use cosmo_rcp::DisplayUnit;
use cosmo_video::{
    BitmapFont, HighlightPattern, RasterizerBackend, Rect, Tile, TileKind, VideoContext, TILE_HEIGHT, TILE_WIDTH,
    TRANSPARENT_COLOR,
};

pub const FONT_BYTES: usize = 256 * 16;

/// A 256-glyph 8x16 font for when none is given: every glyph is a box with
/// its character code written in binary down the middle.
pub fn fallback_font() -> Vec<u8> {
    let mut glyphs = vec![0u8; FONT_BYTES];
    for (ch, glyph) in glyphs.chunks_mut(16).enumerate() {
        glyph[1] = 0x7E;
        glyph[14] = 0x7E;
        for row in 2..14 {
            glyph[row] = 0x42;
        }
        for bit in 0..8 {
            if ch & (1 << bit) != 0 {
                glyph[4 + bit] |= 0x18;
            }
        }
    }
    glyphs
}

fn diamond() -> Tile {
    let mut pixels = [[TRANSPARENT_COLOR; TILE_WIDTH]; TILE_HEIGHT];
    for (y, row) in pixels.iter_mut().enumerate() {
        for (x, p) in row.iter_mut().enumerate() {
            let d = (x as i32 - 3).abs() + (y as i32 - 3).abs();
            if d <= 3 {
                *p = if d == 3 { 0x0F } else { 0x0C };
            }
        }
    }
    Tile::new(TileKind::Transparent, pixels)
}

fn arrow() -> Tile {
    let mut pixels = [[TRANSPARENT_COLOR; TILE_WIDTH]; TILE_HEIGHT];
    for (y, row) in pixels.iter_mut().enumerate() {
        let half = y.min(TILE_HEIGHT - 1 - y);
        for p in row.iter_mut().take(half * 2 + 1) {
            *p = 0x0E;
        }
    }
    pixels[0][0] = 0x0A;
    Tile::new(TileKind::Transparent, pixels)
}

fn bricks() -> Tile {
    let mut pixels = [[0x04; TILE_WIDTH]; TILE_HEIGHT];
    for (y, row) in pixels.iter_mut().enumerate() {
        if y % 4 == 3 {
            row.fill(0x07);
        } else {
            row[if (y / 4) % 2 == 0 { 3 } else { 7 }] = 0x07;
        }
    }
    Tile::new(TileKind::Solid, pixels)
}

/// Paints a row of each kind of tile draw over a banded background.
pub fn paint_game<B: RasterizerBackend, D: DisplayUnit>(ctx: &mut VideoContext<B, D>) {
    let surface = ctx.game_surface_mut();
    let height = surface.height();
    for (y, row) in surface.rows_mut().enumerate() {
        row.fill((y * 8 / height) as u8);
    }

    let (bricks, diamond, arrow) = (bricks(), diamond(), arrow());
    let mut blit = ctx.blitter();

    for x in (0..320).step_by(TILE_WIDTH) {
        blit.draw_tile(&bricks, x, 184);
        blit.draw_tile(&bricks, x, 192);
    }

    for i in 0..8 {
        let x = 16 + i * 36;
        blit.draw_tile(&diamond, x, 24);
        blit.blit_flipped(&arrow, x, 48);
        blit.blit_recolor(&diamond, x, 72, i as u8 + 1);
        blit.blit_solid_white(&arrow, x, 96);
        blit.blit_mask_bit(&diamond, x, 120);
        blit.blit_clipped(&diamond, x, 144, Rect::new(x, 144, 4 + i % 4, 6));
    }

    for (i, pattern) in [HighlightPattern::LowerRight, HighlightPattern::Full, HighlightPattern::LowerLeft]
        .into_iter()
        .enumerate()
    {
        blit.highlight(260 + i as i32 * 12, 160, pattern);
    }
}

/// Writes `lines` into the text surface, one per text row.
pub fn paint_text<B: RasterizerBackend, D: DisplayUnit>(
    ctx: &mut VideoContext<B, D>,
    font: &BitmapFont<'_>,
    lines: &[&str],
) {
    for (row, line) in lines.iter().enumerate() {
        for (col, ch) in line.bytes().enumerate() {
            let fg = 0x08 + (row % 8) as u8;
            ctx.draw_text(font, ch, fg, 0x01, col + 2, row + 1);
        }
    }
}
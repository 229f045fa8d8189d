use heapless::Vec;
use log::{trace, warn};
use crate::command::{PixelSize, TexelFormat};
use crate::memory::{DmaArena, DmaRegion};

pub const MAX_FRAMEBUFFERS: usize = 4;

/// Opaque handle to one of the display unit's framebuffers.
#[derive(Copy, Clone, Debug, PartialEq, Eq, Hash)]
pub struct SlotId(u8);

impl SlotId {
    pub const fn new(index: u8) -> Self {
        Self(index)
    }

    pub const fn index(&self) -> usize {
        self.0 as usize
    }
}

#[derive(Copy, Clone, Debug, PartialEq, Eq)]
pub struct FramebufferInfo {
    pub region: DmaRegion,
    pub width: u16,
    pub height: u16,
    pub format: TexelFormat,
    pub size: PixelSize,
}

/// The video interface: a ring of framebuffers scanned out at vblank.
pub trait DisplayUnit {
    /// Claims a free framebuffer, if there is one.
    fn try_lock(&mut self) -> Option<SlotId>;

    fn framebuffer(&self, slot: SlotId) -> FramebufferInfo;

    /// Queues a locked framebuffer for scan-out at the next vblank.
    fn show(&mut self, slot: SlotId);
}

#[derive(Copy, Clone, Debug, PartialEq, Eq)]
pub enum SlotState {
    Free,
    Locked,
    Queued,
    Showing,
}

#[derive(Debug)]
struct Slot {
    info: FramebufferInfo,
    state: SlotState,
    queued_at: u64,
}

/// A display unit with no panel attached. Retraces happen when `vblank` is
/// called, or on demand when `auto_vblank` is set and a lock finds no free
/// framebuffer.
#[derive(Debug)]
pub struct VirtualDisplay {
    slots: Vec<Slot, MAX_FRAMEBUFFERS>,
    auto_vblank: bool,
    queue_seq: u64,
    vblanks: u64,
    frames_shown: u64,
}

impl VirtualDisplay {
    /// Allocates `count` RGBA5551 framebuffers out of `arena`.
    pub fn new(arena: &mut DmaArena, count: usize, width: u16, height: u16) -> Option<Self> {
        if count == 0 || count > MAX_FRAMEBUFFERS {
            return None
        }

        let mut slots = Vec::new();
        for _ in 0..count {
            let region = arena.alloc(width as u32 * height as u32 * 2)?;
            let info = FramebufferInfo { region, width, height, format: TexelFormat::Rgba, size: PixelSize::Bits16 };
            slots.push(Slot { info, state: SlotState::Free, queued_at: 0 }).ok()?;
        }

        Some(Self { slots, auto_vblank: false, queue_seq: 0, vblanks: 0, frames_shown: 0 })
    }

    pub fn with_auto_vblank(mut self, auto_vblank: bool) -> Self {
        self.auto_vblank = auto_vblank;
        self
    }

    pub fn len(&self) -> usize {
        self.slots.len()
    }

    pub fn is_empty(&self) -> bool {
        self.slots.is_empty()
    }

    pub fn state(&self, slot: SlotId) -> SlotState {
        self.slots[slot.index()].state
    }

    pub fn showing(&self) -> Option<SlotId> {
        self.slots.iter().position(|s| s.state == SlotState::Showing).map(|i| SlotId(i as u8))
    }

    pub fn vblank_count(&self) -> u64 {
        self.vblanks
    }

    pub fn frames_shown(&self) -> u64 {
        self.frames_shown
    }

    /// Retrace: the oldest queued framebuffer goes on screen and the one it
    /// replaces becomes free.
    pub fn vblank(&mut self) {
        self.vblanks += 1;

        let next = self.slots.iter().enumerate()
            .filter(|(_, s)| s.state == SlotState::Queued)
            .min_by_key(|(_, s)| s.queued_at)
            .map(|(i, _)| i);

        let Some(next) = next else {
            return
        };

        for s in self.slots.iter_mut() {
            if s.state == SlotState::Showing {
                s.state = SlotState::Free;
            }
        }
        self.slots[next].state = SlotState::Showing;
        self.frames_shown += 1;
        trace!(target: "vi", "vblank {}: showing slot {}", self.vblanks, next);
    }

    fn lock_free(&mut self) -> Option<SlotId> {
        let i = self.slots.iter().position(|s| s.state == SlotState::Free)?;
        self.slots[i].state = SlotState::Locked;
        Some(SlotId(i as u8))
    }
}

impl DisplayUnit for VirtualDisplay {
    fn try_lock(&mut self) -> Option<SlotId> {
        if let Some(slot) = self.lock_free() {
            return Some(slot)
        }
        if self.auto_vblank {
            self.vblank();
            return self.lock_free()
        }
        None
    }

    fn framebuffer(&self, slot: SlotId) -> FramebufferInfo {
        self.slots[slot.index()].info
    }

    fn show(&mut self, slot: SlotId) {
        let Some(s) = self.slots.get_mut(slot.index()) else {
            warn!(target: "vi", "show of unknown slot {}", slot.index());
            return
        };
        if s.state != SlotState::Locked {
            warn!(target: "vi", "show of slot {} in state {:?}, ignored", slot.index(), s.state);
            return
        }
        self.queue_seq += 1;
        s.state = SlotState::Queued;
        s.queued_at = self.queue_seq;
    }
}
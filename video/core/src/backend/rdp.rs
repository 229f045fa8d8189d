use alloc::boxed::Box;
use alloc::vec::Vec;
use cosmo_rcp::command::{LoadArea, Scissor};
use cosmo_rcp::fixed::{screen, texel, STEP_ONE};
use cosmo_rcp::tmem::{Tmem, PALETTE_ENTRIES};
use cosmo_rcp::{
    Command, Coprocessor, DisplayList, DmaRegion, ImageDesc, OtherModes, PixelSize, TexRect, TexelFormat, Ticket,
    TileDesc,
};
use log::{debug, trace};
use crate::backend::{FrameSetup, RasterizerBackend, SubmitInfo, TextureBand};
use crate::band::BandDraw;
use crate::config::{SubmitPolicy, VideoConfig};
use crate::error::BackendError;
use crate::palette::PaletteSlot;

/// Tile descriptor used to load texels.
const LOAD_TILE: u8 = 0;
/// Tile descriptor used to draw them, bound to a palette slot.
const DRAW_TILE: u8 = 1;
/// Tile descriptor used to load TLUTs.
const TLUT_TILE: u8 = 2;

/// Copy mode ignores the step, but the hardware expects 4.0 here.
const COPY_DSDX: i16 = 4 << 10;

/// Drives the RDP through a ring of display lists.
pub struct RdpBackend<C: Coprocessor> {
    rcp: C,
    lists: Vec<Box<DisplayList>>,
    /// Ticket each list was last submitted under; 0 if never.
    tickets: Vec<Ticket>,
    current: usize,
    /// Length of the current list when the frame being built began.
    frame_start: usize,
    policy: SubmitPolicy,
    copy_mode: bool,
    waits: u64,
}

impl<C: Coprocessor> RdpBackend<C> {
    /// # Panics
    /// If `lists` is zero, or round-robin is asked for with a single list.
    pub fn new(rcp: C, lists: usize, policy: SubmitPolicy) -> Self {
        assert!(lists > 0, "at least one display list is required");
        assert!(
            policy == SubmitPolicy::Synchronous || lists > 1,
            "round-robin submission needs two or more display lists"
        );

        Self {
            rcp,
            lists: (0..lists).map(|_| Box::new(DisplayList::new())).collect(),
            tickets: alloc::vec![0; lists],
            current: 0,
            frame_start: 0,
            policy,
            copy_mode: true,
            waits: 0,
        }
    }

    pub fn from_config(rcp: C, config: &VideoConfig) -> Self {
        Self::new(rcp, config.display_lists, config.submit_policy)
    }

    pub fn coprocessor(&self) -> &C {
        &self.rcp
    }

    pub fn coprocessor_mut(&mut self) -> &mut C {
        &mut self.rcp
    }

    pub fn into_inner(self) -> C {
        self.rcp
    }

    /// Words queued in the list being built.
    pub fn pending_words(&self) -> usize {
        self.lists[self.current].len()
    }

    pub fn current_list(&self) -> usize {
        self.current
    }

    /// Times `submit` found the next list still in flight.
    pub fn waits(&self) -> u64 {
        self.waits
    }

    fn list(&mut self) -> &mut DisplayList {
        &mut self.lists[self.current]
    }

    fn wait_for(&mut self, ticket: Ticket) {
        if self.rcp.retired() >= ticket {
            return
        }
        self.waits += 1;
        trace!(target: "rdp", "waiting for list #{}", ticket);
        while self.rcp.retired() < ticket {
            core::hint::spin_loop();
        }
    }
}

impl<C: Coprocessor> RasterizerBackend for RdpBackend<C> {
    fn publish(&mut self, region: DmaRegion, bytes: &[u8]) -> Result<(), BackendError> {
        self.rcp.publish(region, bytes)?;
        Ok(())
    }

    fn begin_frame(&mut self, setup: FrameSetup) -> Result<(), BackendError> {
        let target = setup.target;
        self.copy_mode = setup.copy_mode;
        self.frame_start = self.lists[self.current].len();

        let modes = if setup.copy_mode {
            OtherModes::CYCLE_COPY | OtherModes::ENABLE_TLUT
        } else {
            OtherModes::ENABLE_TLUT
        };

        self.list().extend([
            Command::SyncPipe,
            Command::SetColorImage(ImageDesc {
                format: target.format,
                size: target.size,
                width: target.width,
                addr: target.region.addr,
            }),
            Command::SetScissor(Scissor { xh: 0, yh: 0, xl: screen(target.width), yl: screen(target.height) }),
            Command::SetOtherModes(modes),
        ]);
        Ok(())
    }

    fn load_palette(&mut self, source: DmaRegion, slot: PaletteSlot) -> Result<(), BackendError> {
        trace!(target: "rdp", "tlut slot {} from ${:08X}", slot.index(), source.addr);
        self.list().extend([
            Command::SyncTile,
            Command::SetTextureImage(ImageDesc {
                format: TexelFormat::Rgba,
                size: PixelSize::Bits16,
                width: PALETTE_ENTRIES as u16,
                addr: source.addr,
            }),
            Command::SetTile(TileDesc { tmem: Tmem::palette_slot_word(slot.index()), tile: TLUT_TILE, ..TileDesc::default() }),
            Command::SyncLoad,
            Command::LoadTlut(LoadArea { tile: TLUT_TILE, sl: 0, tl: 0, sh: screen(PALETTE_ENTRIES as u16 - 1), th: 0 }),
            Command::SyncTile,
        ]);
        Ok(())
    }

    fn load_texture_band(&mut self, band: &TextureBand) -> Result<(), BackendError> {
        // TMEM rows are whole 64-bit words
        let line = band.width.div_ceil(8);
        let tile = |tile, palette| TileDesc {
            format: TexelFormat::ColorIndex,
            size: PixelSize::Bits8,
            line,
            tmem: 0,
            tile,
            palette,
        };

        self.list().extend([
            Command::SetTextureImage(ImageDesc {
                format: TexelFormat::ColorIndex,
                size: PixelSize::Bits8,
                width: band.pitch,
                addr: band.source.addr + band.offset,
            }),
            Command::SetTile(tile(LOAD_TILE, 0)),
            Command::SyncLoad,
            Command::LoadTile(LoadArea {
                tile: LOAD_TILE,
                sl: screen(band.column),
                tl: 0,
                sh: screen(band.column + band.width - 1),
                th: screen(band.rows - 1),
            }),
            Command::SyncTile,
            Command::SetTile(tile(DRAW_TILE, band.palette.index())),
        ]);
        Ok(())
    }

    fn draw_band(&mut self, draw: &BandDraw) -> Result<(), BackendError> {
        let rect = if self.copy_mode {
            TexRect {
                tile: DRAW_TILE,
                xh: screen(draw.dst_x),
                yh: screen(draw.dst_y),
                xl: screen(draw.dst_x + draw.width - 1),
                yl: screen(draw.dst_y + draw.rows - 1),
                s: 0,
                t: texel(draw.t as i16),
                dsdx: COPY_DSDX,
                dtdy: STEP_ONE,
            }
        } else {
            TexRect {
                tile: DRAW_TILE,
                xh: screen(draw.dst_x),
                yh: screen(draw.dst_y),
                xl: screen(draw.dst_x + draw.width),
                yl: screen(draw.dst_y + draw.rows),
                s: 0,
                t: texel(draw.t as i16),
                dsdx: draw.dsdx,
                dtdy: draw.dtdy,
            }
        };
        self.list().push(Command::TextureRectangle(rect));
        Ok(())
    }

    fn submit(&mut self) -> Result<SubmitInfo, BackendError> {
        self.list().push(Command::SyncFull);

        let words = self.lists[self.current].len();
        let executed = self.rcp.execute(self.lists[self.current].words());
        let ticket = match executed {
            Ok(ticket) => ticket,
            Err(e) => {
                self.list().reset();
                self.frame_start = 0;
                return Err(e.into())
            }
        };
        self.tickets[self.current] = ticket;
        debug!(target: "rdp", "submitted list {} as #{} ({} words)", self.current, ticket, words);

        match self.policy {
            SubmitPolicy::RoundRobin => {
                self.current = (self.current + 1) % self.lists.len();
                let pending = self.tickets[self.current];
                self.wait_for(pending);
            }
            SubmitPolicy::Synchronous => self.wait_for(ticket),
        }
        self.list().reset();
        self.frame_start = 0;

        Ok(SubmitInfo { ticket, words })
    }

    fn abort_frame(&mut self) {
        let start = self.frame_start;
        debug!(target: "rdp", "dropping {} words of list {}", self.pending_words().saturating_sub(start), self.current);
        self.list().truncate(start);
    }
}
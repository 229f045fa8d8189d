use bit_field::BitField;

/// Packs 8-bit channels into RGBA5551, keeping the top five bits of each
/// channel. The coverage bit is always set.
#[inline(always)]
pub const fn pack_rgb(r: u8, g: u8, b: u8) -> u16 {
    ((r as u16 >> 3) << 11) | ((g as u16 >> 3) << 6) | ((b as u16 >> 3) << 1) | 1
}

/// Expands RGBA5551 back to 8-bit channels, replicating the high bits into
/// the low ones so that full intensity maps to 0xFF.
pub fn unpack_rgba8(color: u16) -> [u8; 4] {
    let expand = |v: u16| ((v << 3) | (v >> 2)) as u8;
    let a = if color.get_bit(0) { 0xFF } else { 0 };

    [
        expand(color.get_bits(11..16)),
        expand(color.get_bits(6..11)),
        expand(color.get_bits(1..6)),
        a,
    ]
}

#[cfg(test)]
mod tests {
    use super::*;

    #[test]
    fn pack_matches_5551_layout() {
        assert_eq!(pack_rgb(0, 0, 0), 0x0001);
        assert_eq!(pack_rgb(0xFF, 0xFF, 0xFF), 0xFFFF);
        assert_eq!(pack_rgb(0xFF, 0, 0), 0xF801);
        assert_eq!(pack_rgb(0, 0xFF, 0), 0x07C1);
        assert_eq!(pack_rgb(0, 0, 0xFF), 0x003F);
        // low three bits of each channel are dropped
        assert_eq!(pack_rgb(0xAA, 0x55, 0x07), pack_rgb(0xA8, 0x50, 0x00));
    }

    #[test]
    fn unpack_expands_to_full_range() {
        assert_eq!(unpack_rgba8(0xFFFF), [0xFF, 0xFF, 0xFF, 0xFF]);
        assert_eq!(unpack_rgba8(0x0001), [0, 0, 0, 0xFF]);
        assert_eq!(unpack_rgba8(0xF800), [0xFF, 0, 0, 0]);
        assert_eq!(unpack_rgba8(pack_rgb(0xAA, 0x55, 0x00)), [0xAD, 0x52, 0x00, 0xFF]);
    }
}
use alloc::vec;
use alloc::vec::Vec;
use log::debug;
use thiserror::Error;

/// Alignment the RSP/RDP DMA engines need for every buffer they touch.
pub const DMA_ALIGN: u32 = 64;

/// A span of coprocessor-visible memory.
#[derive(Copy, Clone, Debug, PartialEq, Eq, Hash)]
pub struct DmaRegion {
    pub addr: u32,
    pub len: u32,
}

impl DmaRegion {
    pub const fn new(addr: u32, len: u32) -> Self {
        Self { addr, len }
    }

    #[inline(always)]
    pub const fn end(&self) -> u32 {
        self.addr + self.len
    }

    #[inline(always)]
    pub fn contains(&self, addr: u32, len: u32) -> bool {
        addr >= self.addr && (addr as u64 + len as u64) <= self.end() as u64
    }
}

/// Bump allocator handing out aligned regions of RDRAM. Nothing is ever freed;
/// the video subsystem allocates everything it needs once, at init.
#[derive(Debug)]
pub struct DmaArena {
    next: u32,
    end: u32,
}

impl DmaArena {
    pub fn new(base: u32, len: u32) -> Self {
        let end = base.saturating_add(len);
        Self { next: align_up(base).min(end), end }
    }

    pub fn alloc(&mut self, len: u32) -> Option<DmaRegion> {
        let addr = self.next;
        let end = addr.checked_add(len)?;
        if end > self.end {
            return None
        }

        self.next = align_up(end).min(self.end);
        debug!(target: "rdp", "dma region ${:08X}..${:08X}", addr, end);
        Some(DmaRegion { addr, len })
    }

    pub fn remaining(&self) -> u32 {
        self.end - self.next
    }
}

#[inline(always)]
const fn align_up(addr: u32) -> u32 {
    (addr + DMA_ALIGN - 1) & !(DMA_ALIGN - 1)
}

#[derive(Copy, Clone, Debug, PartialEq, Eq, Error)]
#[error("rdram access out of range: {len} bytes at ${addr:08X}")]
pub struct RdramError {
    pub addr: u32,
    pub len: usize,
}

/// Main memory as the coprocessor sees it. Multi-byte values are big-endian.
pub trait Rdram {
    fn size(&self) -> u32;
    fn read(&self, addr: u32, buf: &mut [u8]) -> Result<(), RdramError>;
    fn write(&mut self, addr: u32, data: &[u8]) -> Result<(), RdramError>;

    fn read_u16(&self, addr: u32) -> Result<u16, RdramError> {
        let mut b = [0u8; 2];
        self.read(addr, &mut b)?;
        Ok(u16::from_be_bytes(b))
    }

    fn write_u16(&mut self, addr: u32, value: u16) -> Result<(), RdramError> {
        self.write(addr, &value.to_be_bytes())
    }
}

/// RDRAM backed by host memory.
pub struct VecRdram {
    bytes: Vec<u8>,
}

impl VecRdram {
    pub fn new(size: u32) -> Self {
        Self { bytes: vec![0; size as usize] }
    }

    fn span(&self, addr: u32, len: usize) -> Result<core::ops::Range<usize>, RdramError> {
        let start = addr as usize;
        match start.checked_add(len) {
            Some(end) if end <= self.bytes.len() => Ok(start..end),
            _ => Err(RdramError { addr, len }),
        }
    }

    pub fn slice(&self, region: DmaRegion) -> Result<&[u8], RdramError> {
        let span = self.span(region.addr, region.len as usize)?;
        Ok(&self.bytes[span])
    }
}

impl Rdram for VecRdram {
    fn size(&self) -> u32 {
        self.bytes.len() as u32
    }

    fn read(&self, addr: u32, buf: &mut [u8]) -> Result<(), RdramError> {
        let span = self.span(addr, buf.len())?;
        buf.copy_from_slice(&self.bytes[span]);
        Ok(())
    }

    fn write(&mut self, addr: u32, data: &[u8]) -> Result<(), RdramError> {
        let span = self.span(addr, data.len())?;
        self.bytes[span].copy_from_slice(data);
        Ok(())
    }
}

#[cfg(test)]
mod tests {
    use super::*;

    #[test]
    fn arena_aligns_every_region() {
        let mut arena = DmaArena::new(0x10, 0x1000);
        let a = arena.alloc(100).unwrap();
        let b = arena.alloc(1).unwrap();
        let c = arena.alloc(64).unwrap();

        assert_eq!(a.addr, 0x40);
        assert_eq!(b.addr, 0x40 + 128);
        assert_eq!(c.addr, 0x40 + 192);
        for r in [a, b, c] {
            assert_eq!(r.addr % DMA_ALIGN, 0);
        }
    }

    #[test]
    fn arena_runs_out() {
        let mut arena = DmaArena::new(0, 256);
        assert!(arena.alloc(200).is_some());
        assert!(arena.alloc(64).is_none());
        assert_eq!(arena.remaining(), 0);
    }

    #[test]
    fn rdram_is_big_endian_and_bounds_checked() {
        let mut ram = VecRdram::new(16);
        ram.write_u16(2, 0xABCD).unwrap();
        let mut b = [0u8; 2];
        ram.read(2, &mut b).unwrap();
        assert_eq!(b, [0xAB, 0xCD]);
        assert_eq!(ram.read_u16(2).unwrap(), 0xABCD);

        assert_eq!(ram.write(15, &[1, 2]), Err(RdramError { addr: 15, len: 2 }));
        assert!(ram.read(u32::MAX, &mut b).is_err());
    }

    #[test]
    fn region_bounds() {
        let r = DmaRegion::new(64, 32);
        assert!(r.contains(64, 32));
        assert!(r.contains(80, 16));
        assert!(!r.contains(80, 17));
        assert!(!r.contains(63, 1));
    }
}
============
Your reply should consist solely of the number of lines above that contain the word "TileDesc".

3